After her home was tear gassed by soldiers, Mirian carried her baby from Honduras to an official U.S. port of entry in Texas. Following United States law, she presented herself and her 18-month-old son to immigration officials and requested asylum. Mirian knew she could spend days, weeks, even months, in a detainment center with her son while her application was reviewed. That night she held her son while they slept at the border station. In the morning, immigration officials asked her to carry her baby outside. Two cars waited for them. Mirian was told her son would go in one car and she would go in another. Her hands shook as she buckled him into a carseat.He sobbed as the car pulled out. They had never been away from one another. Mother and baby would spend over two months apart. The baby in foster care, Mirian in a detainment center.

Have you ever lost your child for just a moment? Around the corner in a grocery store? Or in a little crowd of people in a big place?
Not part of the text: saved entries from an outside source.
use crate::buffer::Buffer;
use crate::error::{Error, Result};
use std::fmt::{Debug, Formatter};

/// The type of `ICMPv4` packet.
#[derive(Debug, Copy, Clone, Ord, PartialOrd, Eq, PartialEq)]
pub enum IcmpType {
    EchoReply,
    DestinationUnreachable,
    EchoRequest,
    TimeExceeded,
    Other(u8),
}

impl IcmpType {
    #[must_use]
    pub const fn id(&self) -> u8 {
        match self {
            Self::EchoReply => 0,
            Self::DestinationUnreachable => 3,
            Self::EchoRequest => 8,
            Self::TimeExceeded => 11,
            Self::Other(id) => *id,
        }
    }
}

impl From<u8> for IcmpType {
    fn from(val: u8) -> Self {
        match val {
            0 => Self::EchoReply,
            3 => Self::DestinationUnreachable,
            8 => Self::EchoRequest,
            11 => Self::TimeExceeded,
            id => Self::Other(id),
        }
    }
}

/// The `ICMPv4` code.
#[derive(Debug, Copy, Clone, Ord, PartialOrd, Eq, PartialEq)]
pub struct IcmpCode(pub u8);

impl From<u8> for IcmpCode {
    fn from(val: u8) -> Self {
        Self(val)
    }
}

/// The code for `TimeExceeded` `ICMPv4` packet type.
#[derive(Debug, Copy, Clone, Ord, PartialOrd, Eq, PartialEq)]
pub enum IcmpTimeExceededCode {
    /// Time to live exceeded in transit.
    TtlExpired,
    /// Fragment reassembly time exceeded.
    FragmentReassembly,
    /// An unknown code.
    Unknown(u8),
}

impl From<IcmpCode> for IcmpTimeExceededCode {
    fn from(val: IcmpCode) -> Self {
        match val {
            IcmpCode(0) => Self::TtlExpired,
            IcmpCode(1) => Self::FragmentReassembly,
            IcmpCode(id) => Self::Unknown(id),
        }
    }
}

const TYPE_OFFSET: usize = 0;
const CODE_OFFSET: usize = 1;
const CHECKSUM_OFFSET: usize = 2;

/// Represents an ICMP packet.
///
/// The internal representation is held in network byte order (big-endian) and all accessor methods
/// take and return data in host byte order, converting as necessary for the given architecture.
pub struct IcmpPacket<'a> {
    buf: Buffer<'a>,
}

impl<'a> IcmpPacket<'a> {
    pub fn new(packet: &'a mut [u8]) -> Result<Self> {
        if packet.len() >= Self::minimum_packet_size() {
            Ok(Self {
                buf: Buffer::Mutable(packet),
            })
        } else {
            Err(Error::InsufficientPacketBuffer(
                String::from("IcmpPacket"),
                Self::minimum_packet_size(),
                packet.len(),
            ))
        }
    }

    pub fn new_view(packet: &'a [u8]) -> Result<Self> {
        if packet.len() >= Self::minimum_packet_size() {
            Ok(Self {
                buf: Buffer::Immutable(packet),
            })
        } else {
            Err(Error::InsufficientPacketBuffer(
                String::from("IcmpPacket"),
                Self::minimum_packet_size(),
                packet.len(),
            ))
        }
    }

    #[must_use]
    pub const fn minimum_packet_size() -> usize {
        8
    }

    #[must_use]
    pub fn get_icmp_type(&self) -> IcmpType {
        IcmpType::from(self.buf.read(TYPE_OFFSET))
    }

    #[must_use]
    pub fn get_icmp_code(&self) -> IcmpCode {
        IcmpCode::from(self.buf.read(CODE_OFFSET))
    }

    #[must_use]
    pub fn get_checksum(&self) -> u16 {
        u16::from_be_bytes(self.buf.get_bytes(CHECKSUM_OFFSET))
    }

    pub fn set_icmp_type(&mut self, val: IcmpType) {
        *self.buf.write(TYPE_OFFSET) = val.id();
    }

    pub fn set_icmp_code(&mut self, val: IcmpCode) {
        *self.buf.write(CODE_OFFSET) = val.0;
    }

    pub fn set_checksum(&mut self, val: u16) {
        self.buf.set_bytes(CHECKSUM_OFFSET, val.to_be_bytes());
    }

    #[must_use]
    pub fn packet(&self) -> &[u8] {
        self.buf.as_slice()
    }
}

impl Debug for IcmpPacket<'_> {
    fn fmt(&self, f: &mut Formatter<'_>) -> std::fmt::Result {
        f.debug_struct("IcmpPacket")
            .field("icmp_type", &self.get_icmp_type())
            .field("icmp_code", &self.get_icmp_code())
            .field("checksum", &self.get_checksum())
            .finish()
    }
}


pub mod time_exceeded {
    use crate::buffer::Buffer;
    use crate::error::{Error, Result};
    use crate::fmt_payload;
    use crate::icmpv4::{IcmpCode, IcmpType};
    use std::fmt::{Debug, Formatter};

    const TYPE_OFFSET: usize = 0;
    const CODE_OFFSET: usize = 1;
    const CHECKSUM_OFFSET: usize = 2;

    /// Represents an `ICMPv4` `TimeExceeded` packet.
    ///
    /// The payload following the four unused bytes after the checksum holds the header of the
    /// original datagram that was dropped in transit, as returned by the responding router.
    ///
    /// The internal representation is held in network byte order (big-endian) and all accessor
    /// methods take and return data in host byte order, converting as necessary for the given
    /// architecture.
    pub struct TimeExceededPacket<'a> {
        buf: Buffer<'a>,
    }

    impl<'a> TimeExceededPacket<'a> {
        pub fn new(packet: &'a mut [u8]) -> Result<Self> {
            if packet.len() >= Self::minimum_packet_size() {
                Ok(Self {
                    buf: Buffer::Mutable(packet),
                })
            } else {
                Err(Error::InsufficientPacketBuffer(
                    String::from("TimeExceededPacket"),
                    Self::minimum_packet_size(),
                    packet.len(),
                ))
            }
        }

        pub fn new_view(packet: &'a [u8]) -> Result<Self> {
            if packet.len() >= Self::minimum_packet_size() {
                Ok(Self {
                    buf: Buffer::Immutable(packet),
                })
            } else {
                Err(Error::InsufficientPacketBuffer(
                    String::from("TimeExceededPacket"),
                    Self::minimum_packet_size(),
                    packet.len(),
                ))
            }
        }

        #[must_use]
        pub const fn minimum_packet_size() -> usize {
            8
        }

        #[must_use]
        pub fn get_icmp_type(&self) -> IcmpType {
            IcmpType::from(self.buf.read(TYPE_OFFSET))
        }

        #[must_use]
        pub fn get_icmp_code(&self) -> IcmpCode {
            IcmpCode::from(self.buf.read(CODE_OFFSET))
        }

        #[must_use]
        pub fn get_checksum(&self) -> u16 {
            u16::from_be_bytes(self.buf.get_bytes(CHECKSUM_OFFSET))
        }

        pub fn set_icmp_type(&mut self, val: IcmpType) {
            *self.buf.write(TYPE_OFFSET) = val.id();
        }

        pub fn set_icmp_code(&mut self, val: IcmpCode) {
            *self.buf.write(CODE_OFFSET) = val.0;
        }

        pub fn set_checksum(&mut self, val: u16) {
            self.buf.set_bytes(CHECKSUM_OFFSET, val.to_be_bytes());
        }

        pub fn set_payload(&mut self, vals: &[u8]) {
            let current_offset = Self::minimum_packet_size();
            self.buf.as_slice_mut()[current_offset..current_offset + vals.len()]
                .copy_from_slice(vals);
        }

        #[must_use]
        pub fn packet(&self) -> &[u8] {
            self.buf.as_slice()
        }

        /// The embedded original datagram.
        #[must_use]
        pub fn payload(&self) -> &[u8] {
            &self.buf.as_slice()[Self::minimum_packet_size()..]
        }
    }

    impl Debug for TimeExceededPacket<'_> {
        fn fmt(&self, f: &mut Formatter<'_>) -> std::fmt::Result {
            f.debug_struct("TimeExceededPacket")
                .field("icmp_type", &self.get_icmp_type())
                .field("icmp_code", &self.get_icmp_code())
                .field("checksum", &self.get_checksum())
                .field("payload", &fmt_payload(self.payload()))
                .finish()
        }
    }

}

pub mod echo_reply {
    use crate::buffer::Buffer;
    use crate::error::{Error, Result};
    use crate::fmt_payload;
    use crate::icmpv4::{IcmpCode, IcmpType};
    use std::fmt::{Debug, Formatter};

    const TYPE_OFFSET: usize = 0;
    const CODE_OFFSET: usize = 1;
    const CHECKSUM_OFFSET: usize = 2;
    const IDENTIFIER_OFFSET: usize = 4;
    const SEQUENCE_OFFSET: usize = 6;

    /// Represents an `ICMPv4` `EchoReply` packet.
    ///
    /// The internal representation is held in network byte order (big-endian) and all accessor
    /// methods take and return data in host byte order, converting as necessary for the given
    /// architecture.
    pub struct EchoReplyPacket<'a> {
        buf: Buffer<'a>,
    }

    impl<'a> EchoReplyPacket<'a> {
        pub fn new(packet: &'a mut [u8]) -> Result<Self> {
            if packet.len() >= Self::minimum_packet_size() {
                Ok(Self {
                    buf: Buffer::Mutable(packet),
                })
            } else {
                Err(Error::InsufficientPacketBuffer(
                    String::from("EchoReplyPacket"),
                    Self::minimum_packet_size(),
                    packet.len(),
                ))
            }
        }

        pub fn new_view(packet: &'a [u8]) -> Result<Self> {
            if packet.len() >= Self::minimum_packet_size() {
                Ok(Self {
                    buf: Buffer::Immutable(packet),
                })
            } else {
                Err(Error::InsufficientPacketBuffer(
                    String::from("EchoReplyPacket"),
                    Self::minimum_packet_size(),
                    packet.len(),
                ))
            }
        }

        #[must_use]
        pub const fn minimum_packet_size() -> usize {
            8
        }

        #[must_use]
        pub fn get_icmp_type(&self) -> IcmpType {
            IcmpType::from(self.buf.read(TYPE_OFFSET))
        }

        #[must_use]
        pub fn get_icmp_code(&self) -> IcmpCode {
            IcmpCode::from(self.buf.read(CODE_OFFSET))
        }

        #[must_use]
        pub fn get_checksum(&self) -> u16 {
            u16::from_be_bytes(self.buf.get_bytes(CHECKSUM_OFFSET))
        }

        #[must_use]
        pub fn get_identifier(&self) -> u16 {
            u16::from_be_bytes(self.buf.get_bytes(IDENTIFIER_OFFSET))
        }

        #[must_use]
        pub fn get_sequence(&self) -> u16 {
            u16::from_be_bytes(self.buf.get_bytes(SEQUENCE_OFFSET))
        }

        pub fn set_icmp_type(&mut self, val: IcmpType) {
            *self.buf.write(TYPE_OFFSET) = val.id();
        }

        pub fn set_icmp_code(&mut self, val: IcmpCode) {
            *self.buf.write(CODE_OFFSET) = val.0;
        }

        pub fn set_checksum(&mut self, val: u16) {
            self.buf.set_bytes(CHECKSUM_OFFSET, val.to_be_bytes());
        }

        pub fn set_identifier(&mut self, val: u16) {
            self.buf.set_bytes(IDENTIFIER_OFFSET, val.to_be_bytes());
        }

        pub fn set_sequence(&mut self, val: u16) {
            self.buf.set_bytes(SEQUENCE_OFFSET, val.to_be_bytes());
        }

        pub fn set_payload(&mut self, vals: &[u8]) {
            let current_offset = Self::minimum_packet_size();
            self.buf.as_slice_mut()[current_offset..current_offset + vals.len()]
                .copy_from_slice(vals);
        }

        #[must_use]
        pub fn packet(&self) -> &[u8] {
            self.buf.as_slice()
        }

        #[must_use]
        pub fn payload(&self) -> &[u8] {
            &self.buf.as_slice()[Self::minimum_packet_size()..]
        }
    }

    impl Debug for EchoReplyPacket<'_> {
        fn fmt(&self, f: &mut Formatter<'_>) -> std::fmt::Result {
            f.debug_struct("EchoReplyPacket")
                .field("icmp_type", &self.get_icmp_type())
                .field("icmp_code", &self.get_icmp_code())
                .field("checksum", &self.get_checksum())
                .field("identifier", &self.get_identifier())
                .field("sequence", &self.get_sequence())
                .field("payload", &fmt_payload(self.payload()))
                .finish()
        }
    }

}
You know that panicked feeling? The one that thickens your throat and pulses in your fingertips? The one you’re feeling as you call out your child’s name over and over again. Louder and louder until finally their head bobs up near the oranges, or their hand grabs yours from behind? Imagine that feeling. For months. In a place you cannot leave, where you cannot easily access a phone and you do not speak the language.

Currently, America is a sanctuary with respite. The mothers persist. Grieving and afflicted, they carry their children to our door and they beg for mercy.They have followed the laws we’ve put into place. And we’ve ripped their babies from their arms while we process forms and form more processes.The days stretch into weeks and the weeks stretch into months. Some mothers will be handed their children and told they may remain. These women and children, these accepted refugees, have in no way gained admittance to any kind of paradise, but they have been given the right to live in a better place. Other mothers will be handed their children and told to carry them back to the places — and persecutions — they had left behind. In April, Mirian’s request for asylum was granted. In May, her son was returned to her arms. Other mothers (and fathers) are still waiting.

Sanctuaries with respite developed as a response to an untenable situation.Desperate mothers sustained the shrines over hundreds of years and thousands of prayers. The last sanctuaries with respite remained active until WWI. Even after the practice ceased, the aching need for intercession did not. There were still mothers having stillborn babies, still children buried outside the family plot. It wasn’t until 2007 that the Vatican’s Theological Commission released a study announcing said that limbo was an “unduly restrictive view of salvation.” Parents were encouraged to believe that a loving God would bring unbaptized babies into paradise. The decision was grounded in hundreds of years of Catholic revelation and liturgy. But in the end, for those who don’t have time to read the entire 41-page study, limbo for infants was eliminated because the eternal banishment of innocent children just doesn’t square with what the Catholic church officially understands about God’s love.

America is in an untenable situation. Desperate mothers trek to us sustaining injuries and immigration paths, they follow our laws, they are seeking a better place. And then we splinter them from their children, and keep each in a limbo of our own design. Years ago Catholics had the courage to ask, Is it heaven if a sinless baby is left to wander outside its gates? Today, we must have the courage to ask, Is this America if the poor and huddled masses are turned away at our threshold?

You can gauge the power of an institution by the number of people lined up to beg for mercy at its door. You can judge the worth of an institution by the number of people who receive mercy at its door.

“Keep, ancient lands, your storied pomp!” cries she
With silent lips. “Give me your tired, your poor,Your huddled masses yearning to breathe free,The wretched refuse of your teeming shore.Send these, the homeless, tempest-tossed to me,I lift my lamp beside the golden door!”